Which of the lines below hold "RequireJWT"? Please return each one.

THE DATA Block Start

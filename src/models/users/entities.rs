use serde::{Deserialize, Serialize};

use crate::models::profiles::entities::Profile;

// 账号角色（存放于 profiles.role）
#[derive(Debug, Clone, Serialize, PartialEq)]
#[serde(rename_all = "snake_case")]
pub enum AccountRole {
    Student, // 学生
    Teacher, // 教师
    Admin,   // 管理员
}

impl AccountRole {
    pub const STUDENT: &'static str = "student";
    pub const TEACHER: &'static str = "teacher";
    pub const ADMIN: &'static str = "admin";

    pub fn admin_roles() -> &'static [&'static AccountRole] {
        &[&Self::Admin]
    }
    pub fn teacher_roles() -> &'static [&'static AccountRole] {
        &[&Self::Teacher, &Self::Admin]
    }
    pub fn student_roles() -> &'static [&'static AccountRole] {
        &[&Self::Student]
    }
    pub fn all_roles() -> &'static [&'static AccountRole] {
        &[&Self::Student, &Self::Teacher, &Self::Admin]
    }
}

impl<'de> Deserialize<'de> for AccountRole {
    fn deserialize<D>(deserializer: D) -> Result<Self, D::Error>
    where
        D: serde::Deserializer<'de>,
    {
        let s = String::deserialize(deserializer)?;
        match s.as_str() {
            AccountRole::STUDENT => Ok(AccountRole::Student),
            AccountRole::TEACHER => Ok(AccountRole::Teacher),
            AccountRole::ADMIN => Ok(AccountRole::Admin),
            _ => Err(serde::de::Error::custom(format!(
                "无效的账号角色: '{s}'. 支持的角色: student, teacher, admin"
            ))),
        }
    }
}

impl std::fmt::Display for AccountRole {
    fn fmt(&self, f: &mut std::fmt::Formatter<'_>) -> std::fmt::Result {
        match self {
            AccountRole::Student => write!(f, "{}", AccountRole::STUDENT),
            AccountRole::Teacher => write!(f, "{}", AccountRole::TEACHER),
            AccountRole::Admin => write!(f, "{}", AccountRole::ADMIN),
        }
    }
}

impl std::str::FromStr for AccountRole {
    type Err = String;

    fn from_str(s: &str) -> Result<Self, Self::Err> {
        match s {
            "student" => Ok(AccountRole::Student),
            "teacher" => Ok(AccountRole::Teacher),
            "admin" => Ok(AccountRole::Admin),
            _ => Err(format!("Invalid account role: {s}")),
        }
    }
}

// 账号实体（认证身份）
#[derive(Debug, Clone, Serialize, Deserialize)]
pub struct Account {
    pub id: i64,
    pub username: String,
    pub email: String,
    #[serde(skip_serializing, default)] // 不序列化到JSON响应中
    pub password_hash: String,
    pub display_name: Option<String>,
    pub is_staff: bool,
    pub last_login: Option<chrono::DateTime<chrono::Utc>>,
    pub created_at: chrono::DateTime<chrono::Utc>,
    pub updated_at: chrono::DateTime<chrono::Utc>,
}

impl Account {
    /// 集中式授权检查：资料存在且角色匹配才放行；
    /// 管理员角色额外要求账号带 staff 标记。
    pub fn authorize(&self, profile: Option<&Profile>, required: &AccountRole) -> bool {
        let Some(profile) = profile else {
            return false;
        };
        if profile.role != *required {
            return false;
        }
        match required {
            AccountRole::Admin => self.is_staff,
            _ => true,
        }
    }
}

/// 当前请求的认证上下文：账号 + 可能缺失的资料。
/// 由 RequireJWT 中间件装入请求扩展。
#[derive(Debug, Clone, Serialize, Deserialize)]
pub struct CurrentUser {
    pub account: Account,
    pub profile: Option<Profile>,
}

#[cfg(test)]
mod tests {
    use super::*;
    use crate::models::profiles::entities::Profile;

    fn account(is_staff: bool) -> Account {
        Account {
            id: 1,
            username: "alice11".into(),
            email: "alice@example.com".into(),
            password_hash: String::new(),
            display_name: None,
            is_staff,
            last_login: None,
            created_at: chrono::Utc::now(),
            updated_at: chrono::Utc::now(),
        }
    }

    fn profile(role: AccountRole) -> Profile {
        Profile {
            id: 1,
            user_id: 1,
            role,
            student_id: None,
            teacher_id: None,
            bio: None,
            phone: None,
            avatar_url: None,
            created_at: chrono::Utc::now(),
            updated_at: chrono::Utc::now(),
        }
    }

    #[test]
    fn test_authorize_requires_profile() {
        let acc = account(true);
        assert!(!acc.authorize(None, &AccountRole::Student));
        assert!(!acc.authorize(None, &AccountRole::Admin));
    }

    #[test]
    fn test_authorize_role_mismatch() {
        let acc = account(false);
        let p = profile(AccountRole::Student);
        assert!(acc.authorize(Some(&p), &AccountRole::Student));
        assert!(!acc.authorize(Some(&p), &AccountRole::Teacher));
    }

    #[test]
    fn test_authorize_admin_needs_staff_flag() {
        let p = profile(AccountRole::Admin);
        assert!(!account(false).authorize(Some(&p), &AccountRole::Admin));
        assert!(account(true).authorize(Some(&p), &AccountRole::Admin));
    }

    #[test]
    fn test_role_round_trip() {
        for role in AccountRole::all_roles() {
            let parsed: AccountRole = role.to_string().parse().unwrap();
            assert_eq!(&&parsed, role);
        }
        assert!("principal".parse::<AccountRole>().is_err());
    }
}
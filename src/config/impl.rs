use config::{Config, ConfigError, Environment, File};
use std::sync::OnceLock;

use super::AppConfig;

static APP_CONFIG: OnceLock<AppConfig> = OnceLock::new();

impl AppConfig {
    /// 加载配置
    pub fn load() -> Result<Self, ConfigError> {
        let mut builder = Config::builder()
            // 首先加载默认配置文件
            .add_source(File::with_name("config").required(false))
            // 然后根据环境加载特定配置文件
            .add_source(
                File::with_name(&format!(
                    "config.{}",
                    std::env::var("APP_ENV").unwrap_or_else(|_| "development".into())
                ))
                .required(false),
            )
            // 最后加载环境变量覆盖
            .add_source(
                Environment::with_prefix("GRADESYSTEM")
                    .separator("_")
                    .try_parsing(true),
            );

        // 支持从环境变量加载
        builder = builder
            .set_override_option("app.environment", std::env::var("APP_ENV").ok())?
            .set_override_option("app.log_level", std::env::var("RUST_LOG").ok())?
            .set_override_option("server.host", std::env::var("SERVER_HOST").ok())?
            .set_override_option("server.port", std::env::var("SERVER_PORT").ok())?
            .set_override_option("server.unix_socket_path", std::env::var("UNIX_SOCKET").ok())?
            .set_override_option("server.workers", std::env::var("CPU_COUNT").ok())?
            .set_override_option("jwt.secret", std::env::var("JWT_SECRET").ok())?
            .set_override_option("database.url", std::env::var("DATABASE_URL").ok())?
            .set_override_option("cache.redis.url", std::env::var("REDIS_URL").ok())?
            .set_override_option(
                "cache.redis.key_prefix",
                std::env::var("REDIS_KEY_PREFIX").ok(),
            )?
            .set_override_option("cache.redis.default_ttl", std::env::var("REDIS_TTL").ok())?;

        let config = builder.build()?;
        let mut app_config: AppConfig = config.try_deserialize()?;

        // 处理工作线程数
        if app_config.server.workers == 0 {
            app_config.server.workers = num_cpus::get().min(app_config.server.max_workers);
        }

        Ok(app_config)
    }

    /// 获取全局配置实例
    pub fn get() -> &'static AppConfig {
        APP_CONFIG.get_or_init(|| {
            Self::load().unwrap_or_else(|e| {
                eprintln!("Failed to load configuration: {e}");
                std::process::exit(1);
            })
        })
    }

    /// 初始化配置 (在应用启动时调用)
    pub fn init() -> Result<(), ConfigError> {
        let config = Self::load()?;
        APP_CONFIG
            .set(config)
            .map_err(|_| ConfigError::Message("Configuration already initialized".to_string()))?;
        Ok(())
    }

    /// 检查是否为生产环境
    pub fn is_production(&self) -> bool {
        self.app.environment == "production"
    }

    /// 检查是否为开发环境
    pub fn is_development(&self) -> bool {
        self.app.environment == "development"
    }

    /// 获取服务器绑定地址
    pub fn server_bind_address(&self) -> String {
        format!("{}:{}", self.server.host, self.server.port)
    }

    /// 获取 Unix 套接字路径 (如果配置了)
    #[cfg(unix)]
    pub fn unix_socket_path(&self) -> Option<&str> {
        if self.server.unix_socket_path.is_empty() {
            None
        } else {
            Some(&self.server.unix_socket_path)
        }
    }
}
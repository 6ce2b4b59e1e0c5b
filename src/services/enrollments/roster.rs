use actix_web::{HttpRequest, HttpResponse, Result as ActixResult};

use crate::models::{ApiResponse, ErrorCode};

use super::EnrollmentService;

/// 课程名单：活跃选课的学生与成绩，任课教师或管理员可见
pub async fn handle_roster(
    service: &EnrollmentService,
    course_id: i64,
    request: &HttpRequest,
) -> ActixResult<HttpResponse> {
    if let Err(response) = service.check_course_ownership(course_id, request).await {
        return Ok(response);
    }

    let storage = service.get_storage(request);
    match storage.get_roster(course_id).await {
        Ok(roster) => Ok(HttpResponse::Ok().json(ApiResponse::success(roster, "OK"))),
        Err(e) => {
            tracing::error!("Failed to build roster for course {}: {}", course_id, e);
            Ok(
                HttpResponse::InternalServerError().json(ApiResponse::error_empty(
                    ErrorCode::InternalServerError,
                    "Failed to build roster",
                )),
            )
        }
    }
}
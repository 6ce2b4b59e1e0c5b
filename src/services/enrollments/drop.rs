use actix_web::{HttpRequest, HttpResponse, Result as ActixResult};

use crate::middlewares::RequireJWT;
use crate::models::{ApiResponse, ErrorCode};

use super::EnrollmentService;

/// 学生退课。记录置为不活跃，成绩保留，重选后可见。
pub async fn handle_drop(
    service: &EnrollmentService,
    course_id: i64,
    request: &HttpRequest,
) -> ActixResult<HttpResponse> {
    let storage = service.get_storage(request);

    let Some(user_id) = RequireJWT::extract_user_id(request) else {
        return Ok(HttpResponse::Unauthorized().json(ApiResponse::error_empty(
            ErrorCode::Unauthorized,
            "Authentication required",
        )));
    };

    match storage.drop_course(user_id, course_id).await {
        Ok(true) => {
            tracing::info!("User {} dropped course {}", user_id, course_id);
            Ok(HttpResponse::Ok().json(ApiResponse::success_empty("Dropped")))
        }
        Ok(false) => Ok(HttpResponse::NotFound().json(ApiResponse::error_empty(
            ErrorCode::EnrollmentNotFound,
            "No active enrollment for this course",
        ))),
        Err(e) => {
            tracing::error!(
                "Failed to drop course {} for user {}: {}",
                course_id,
                user_id,
                e
            );
            Ok(
                HttpResponse::InternalServerError().json(ApiResponse::error_empty(
                    ErrorCode::InternalServerError,
                    "Failed to drop course",
                )),
            )
        }
    }
}
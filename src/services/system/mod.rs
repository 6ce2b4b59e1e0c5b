pub mod stats;

use actix_web::{HttpRequest, HttpResponse, Result as ActixResult};
use std::sync::Arc;

use crate::storage::Storage;

pub struct SystemService {
    storage: Option<Arc<dyn Storage>>,
}

impl SystemService {
    pub fn new_lazy() -> Self {
        Self { storage: None }
    }

    pub(crate) fn get_storage(&self, request: &HttpRequest) -> Arc<dyn Storage> {
        if let Some(storage) = &self.storage {
            storage.clone()
        } else {
            request
                .app_data::<actix_web::web::Data<Arc<dyn Storage>>>()
                .expect("Storage not found in app data")
                .get_ref()
                .clone()
        }
    }

    // 系统运行统计（管理员）
    pub async fn stats(&self, request: &HttpRequest) -> ActixResult<HttpResponse> {
        stats::handle_stats(self, request).await
    }
}
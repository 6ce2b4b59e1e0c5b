//! 课程实体

use sea_orm::entity::prelude::*;

#[derive(Clone, Debug, PartialEq, DeriveEntityModel)]
#[sea_orm(table_name = "courses")]
pub struct Model {
    #[sea_orm(primary_key)]
    pub id: i64,
    #[sea_orm(unique)]
    pub course_code: String,
    pub course_name: String,
    // 任课教师的账号 ID，可为空：教师被删除时课程保留
    pub teacher_id: Option<i64>,
    pub credits: i32,
    #[sea_orm(column_type = "Text", nullable)]
    pub description: Option<String>,
    pub max_students: i32,
    pub semester: String,
    pub created_at: i64,
    pub updated_at: i64,
}

#[derive(Copy, Clone, Debug, EnumIter, DeriveRelation)]
pub enum Relation {
    #[sea_orm(
        belongs_to = "super::users::Entity",
        from = "Column::TeacherId",
        to = "super::users::Column::Id"
    )]
    Teacher,
    #[sea_orm(has_many = "super::enrollments::Entity")]
    Enrollments,
    #[sea_orm(has_many = "super::comments::Entity")]
    Comments,
}

impl Related<super::users::Entity> for Entity {
    fn to() -> RelationDef {
        Relation::Teacher.def()
    }
}

impl Related<super::enrollments::Entity> for Entity {
    fn to() -> RelationDef {
        Relation::Enrollments.def()
    }
}

impl Related<super::comments::Entity> for Entity {
    fn to() -> RelationDef {
        Relation::Comments.def()
    }
}

impl ActiveModelBehavior for ActiveModel {}

// 从数据库模型转换为业务模型
impl Model {
    pub fn into_course(self) -> crate::models::courses::entities::Course {
        use chrono::{DateTime, Utc};
        use crate::models::courses::entities::Course;

        Course {
            id: self.id,
            course_code: self.course_code,
            course_name: self.course_name,
            teacher_id: self.teacher_id,
            credits: self.credits,
            description: self.description,
            max_students: self.max_students,
            semester: self.semester,
            created_at: DateTime::<Utc>::from_timestamp(self.created_at, 0).unwrap_or_default(),
            updated_at: DateTime::<Utc>::from_timestamp(self.updated_at, 0).unwrap_or_default(),
        }
    }
}
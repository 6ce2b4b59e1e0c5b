//! 课程存储操作

use super::SeaOrmStorage;
use crate::entity::courses::{ActiveModel, Column, Entity as Courses};
use crate::entity::enrollments::{Column as EnrollmentColumn, Entity as Enrollments};
use crate::entity::users::Entity as Users;
use crate::errors::{GradeSystemError, Result};
use crate::models::{
    PaginatedResponse, PaginationInfo,
    courses::{
        entities::Course,
        requests::{CourseListQuery, CreateCourseRequest, UpdateCourseRequest},
        responses::CourseDetail,
    },
};
use crate::utils::escape_like_pattern;
use sea_orm::{
    ActiveModelTrait, ColumnTrait, Condition, EntityTrait, JoinType, PaginatorTrait, QueryFilter,
    QueryOrder, QuerySelect, RelationTrait, Set,
};

impl SeaOrmStorage {
    /// 创建课程
    pub async fn create_course_impl(&self, req: CreateCourseRequest) -> Result<Course> {
        let now = chrono::Utc::now().timestamp();

        let model = ActiveModel {
            course_code: Set(req.course_code),
            course_name: Set(req.course_name),
            teacher_id: Set(req.teacher_id),
            credits: Set(req.credits),
            description: Set(req.description),
            max_students: Set(req.max_students),
            semester: Set(req.semester),
            created_at: Set(now),
            updated_at: Set(now),
            ..Default::default()
        };

        let result = model
            .insert(&self.db)
            .await
            .map_err(|e| GradeSystemError::database_operation(format!("创建课程失败: {e}")))?;

        Ok(result.into_course())
    }

    /// 通过 ID 获取课程
    pub async fn get_course_by_id_impl(&self, course_id: i64) -> Result<Option<Course>> {
        let result = Courses::find_by_id(course_id)
            .one(&self.db)
            .await
            .map_err(|e| GradeSystemError::database_operation(format!("查询课程失败: {e}")))?;

        Ok(result.map(|m| m.into_course()))
    }

    /// 通过课程编码获取课程
    pub async fn get_course_by_code_impl(&self, course_code: &str) -> Result<Option<Course>> {
        let result = Courses::find()
            .filter(Column::CourseCode.eq(course_code))
            .one(&self.db)
            .await
            .map_err(|e| GradeSystemError::database_operation(format!("查询课程失败: {e}")))?;

        Ok(result.map(|m| m.into_course()))
    }

    /// 分页列出课程，附实时选课人数与任课教师姓名
    pub async fn list_courses_with_pagination_impl(
        &self,
        query: CourseListQuery,
    ) -> Result<PaginatedResponse<CourseDetail>> {
        let page = query.pagination.page.max(1) as u64;
        let size = query.pagination.size.clamp(1, 100) as u64;

        let mut select = Courses::find();

        // 搜索条件：课程编码、课程名或任课教师姓名的子串匹配
        if let Some(ref search) = query.search
            && !search.trim().is_empty()
        {
            let escaped = escape_like_pattern(search.trim());
            select = select
                .join(
                    JoinType::LeftJoin,
                    crate::entity::courses::Relation::Teacher.def(),
                )
                .filter(
                    Condition::any()
                        .add(Column::CourseCode.contains(&escaped))
                        .add(Column::CourseName.contains(&escaped))
                        .add(crate::entity::users::Column::DisplayName.contains(&escaped))
                        .add(crate::entity::users::Column::Username.contains(&escaped)),
                );
        }

        // 学期筛选
        if let Some(ref semester) = query.semester {
            select = select.filter(Column::Semester.eq(semester));
        }

        select = select.order_by_desc(Column::CreatedAt);

        let paginator = select.paginate(&self.db, size);
        let total = paginator
            .num_items()
            .await
            .map_err(|e| GradeSystemError::database_operation(format!("查询课程总数失败: {e}")))?;

        let pages = paginator
            .num_pages()
            .await
            .map_err(|e| GradeSystemError::database_operation(format!("查询课程页数失败: {e}")))?;

        let courses = paginator
            .fetch_page(page - 1)
            .await
            .map_err(|e| GradeSystemError::database_operation(format!("查询课程列表失败: {e}")))?;

        let mut items = Vec::with_capacity(courses.len());
        for model in courses {
            let course = model.into_course();
            let active = self.count_active_enrollments_impl(course.id).await?;
            let teacher_name = self.lookup_teacher_display_name(course.teacher_id).await?;
            items.push(CourseDetail::from_course(course, active, teacher_name));
        }

        Ok(PaginatedResponse {
            items,
            pagination: PaginationInfo {
                page: page as i64,
                page_size: size as i64,
                total: total as i64,
                total_pages: pages as i64,
            },
        })
    }

    /// 更新课程
    pub async fn update_course_impl(
        &self,
        course_id: i64,
        update: UpdateCourseRequest,
    ) -> Result<Option<Course>> {
        let existing = Courses::find_by_id(course_id)
            .one(&self.db)
            .await
            .map_err(|e| GradeSystemError::database_operation(format!("查询课程失败: {e}")))?;

        if existing.is_none() {
            return Ok(None);
        }

        let mut model = ActiveModel {
            id: Set(course_id),
            updated_at: Set(chrono::Utc::now().timestamp()),
            ..Default::default()
        };

        if let Some(course_name) = update.course_name {
            model.course_name = Set(course_name);
        }
        if let Some(description) = update.description {
            model.description = Set(Some(description));
        }
        if let Some(teacher_id) = update.teacher_id {
            model.teacher_id = Set(Some(teacher_id));
        }
        if let Some(credits) = update.credits {
            model.credits = Set(credits);
        }
        if let Some(max_students) = update.max_students {
            model.max_students = Set(max_students);
        }
        if let Some(semester) = update.semester {
            model.semester = Set(semester);
        }

        let result = model
            .update(&self.db)
            .await
            .map_err(|e| GradeSystemError::database_operation(format!("更新课程失败: {e}")))?;

        Ok(Some(result.into_course()))
    }

    /// 删除课程（选课记录与留言级联删除）
    pub async fn delete_course_impl(&self, course_id: i64) -> Result<bool> {
        let result = Courses::delete_by_id(course_id)
            .exec(&self.db)
            .await
            .map_err(|e| GradeSystemError::database_operation(format!("删除课程失败: {e}")))?;

        Ok(result.rows_affected > 0)
    }

    /// 统计课程的活跃选课数
    pub async fn count_active_enrollments_impl(&self, course_id: i64) -> Result<i64> {
        let count = Enrollments::find()
            .filter(
                Condition::all()
                    .add(EnrollmentColumn::CourseId.eq(course_id))
                    .add(EnrollmentColumn::IsActive.eq(true)),
            )
            .count(&self.db)
            .await
            .map_err(|e| GradeSystemError::database_operation(format!("统计选课人数失败: {e}")))?;

        Ok(count as i64)
    }

    /// 查询任课教师的显示名（无任课教师时为 None）。
    /// courses.teacher_id 存的是教师的账号 ID。
    async fn lookup_teacher_display_name(
        &self,
        teacher_id: Option<i64>,
    ) -> Result<Option<String>> {
        let Some(teacher_user_id) = teacher_id else {
            return Ok(None);
        };

        let user = Users::find_by_id(teacher_user_id)
            .one(&self.db)
            .await
            .map_err(|e| GradeSystemError::database_operation(format!("查询任课教师失败: {e}")))?;

        Ok(user.map(|u| u.display_name.unwrap_or(u.username)))
    }
}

THE DATA Block End

• RESULT OF THIS EXERCISE:
/// 由 RequireJWT 中间件装入请求扩展。
use crate::middlewares::RequireJWT;
    let Some(user_id) = RequireJWT::extract_user_id(request) else {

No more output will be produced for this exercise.